É claro que se a crença for falsa, não será conhecimento por muitos indícios que a justifiquem. Dantes acreditava-se que a gravidade era uma força de atracção instantânea e o sucesso dessa hipótese justificou bem a crença. Mas era falsa. Hoje dizemos saber que a gravidade é uma deformação no espaço-tempo e que se propaga à velocidade da luz, o que se justifica por a teoria da relatividade ter sido testada com grande precisão (3). Será verdade? Sem acesso directo à verdade das proposições, nunca podemos excluir a possibilidade de erro.
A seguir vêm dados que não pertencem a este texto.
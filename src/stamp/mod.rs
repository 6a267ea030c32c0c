//! Timestamp reconciliation primitives (check + apply pattern).
//!
//! A [`Stamp`] is a file whose modification time must be moved forward when
//! something it stands for has changed: a stale manifest or stylesheet
//! ([`DependentFile`]) or the build system's marker ([`MarkerFile`]).
pub mod dependent;
pub mod marker;
pub mod mtime;

pub use dependent::DependentFile;
pub use marker::MarkerFile;

use anyhow::Result;

/// State of a stamped file.
///
/// # Examples
///
/// ```
/// use update_dependent::stamp::StampState;
///
/// assert_ne!(StampState::Fresh, StampState::Stale);
/// assert_eq!(StampState::Missing, StampState::Missing);
/// ```
#[derive(Debug, Clone, Copy, PartialEq, Eq)]
pub enum StampState {
    /// The file does not exist yet.
    Missing,
    /// Nothing the file depends on is newer than it.
    Fresh,
    /// The file must be touched.
    Stale,
}

/// Result of applying a stamp.
#[derive(Debug, Clone, Copy, PartialEq, Eq)]
pub enum StampChange {
    /// The file was created.
    Created,
    /// The file's modification time was set to now.
    Touched,
    /// The file was left alone.
    Unchanged,
}

impl StampChange {
    /// Whether the filesystem was modified.
    #[must_use]
    pub const fn is_change(self) -> bool {
        !matches!(self, Self::Unchanged)
    }
}

/// A file whose timestamp is reconciled against something else.
pub trait Stamp {
    /// Human-readable description used in log output.
    fn description(&self) -> String;

    /// Check the current state.
    ///
    /// # Errors
    ///
    /// Returns an error if a required file is missing or its metadata cannot
    /// be read.
    fn current_state(&self) -> Result<StampState>;

    /// Bring the file up to date.
    ///
    /// # Errors
    ///
    /// Returns an error if the state cannot be determined or the file cannot
    /// be created or touched.
    fn apply(&self) -> Result<StampChange>;

    /// Whether [`apply`](Self::apply) would change anything.
    ///
    /// # Errors
    ///
    /// Propagates errors from [`current_state`](Self::current_state).
    fn needs_change(&self) -> Result<bool> {
        Ok(matches!(
            self.current_state()?,
            StampState::Missing | StampState::Stale
        ))
    }
}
Só podemos, em cada fase, ir determinando que crenças têm melhor fundamento e se houver alguma que se justifica concluir verdadeira, então também se justifica chamar-lhe conhecimento. Se for erro, depois corrige-se, mas não vamos ficar eternamente paralisados na ignorância à espera de conclusões definitivas.
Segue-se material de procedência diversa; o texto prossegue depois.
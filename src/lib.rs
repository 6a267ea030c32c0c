//! Dependency toucher for generated build artifacts.
//!
//! Decides whether resource manifests (`.qrc`) and stylesheets (`.style`) are
//! stale relative to the files they reference, touches the stale ones, and
//! maintains a marker file whose timestamp tells the calling build system that
//! something changed.
//!
//! The public API is organised into layers:
//!
//! - **[`cli`]** and **[`config`]**: argument grammar and validated options
//! - **[`scan`]**: line scanner for both file formats
//! - **[`deps`]**: dependency discovery (`qrc` entries, `style` import closure)
//! - **[`stamp`]**: `check + apply` timestamp primitives
//! - **[`commands`]**: per-mode orchestration (`qrc_list`, `qrc`, `style`)
#![deny(clippy::or_fun_call)]
#![deny(clippy::bool_to_int_with_if)]

pub mod cli;
pub mod commands;
pub mod config;
pub mod deps;
pub mod error;
pub mod fs;
pub mod logging;
pub mod scan;
pub mod stamp;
É assim que eu sei que não existem deuses mesmo rejeitando certezas absolutas. A minha crença de que Hórus, Zeus, Odin e Jahvé são personagens tão fictícios como o Pai Natal ou o Tintin está suficientemente justificada para lhe chamar conhecimento. O agnosticismo, além de ser aplicado apenas aos deuses mais populares, sugerindo que se deve a considerações mais sociais do que epistémicas, é inconsistente nos critérios. Os agnósticos aceitam serem conhecimento conclusões como as de que é perigoso ter o esquentador na casa de banho ou que há água em Marte enquanto rejeitam sequer a possibilidade de se saber se a história de um personagem que transforma pessoas em sal e faz milagres é realidade ou ficção.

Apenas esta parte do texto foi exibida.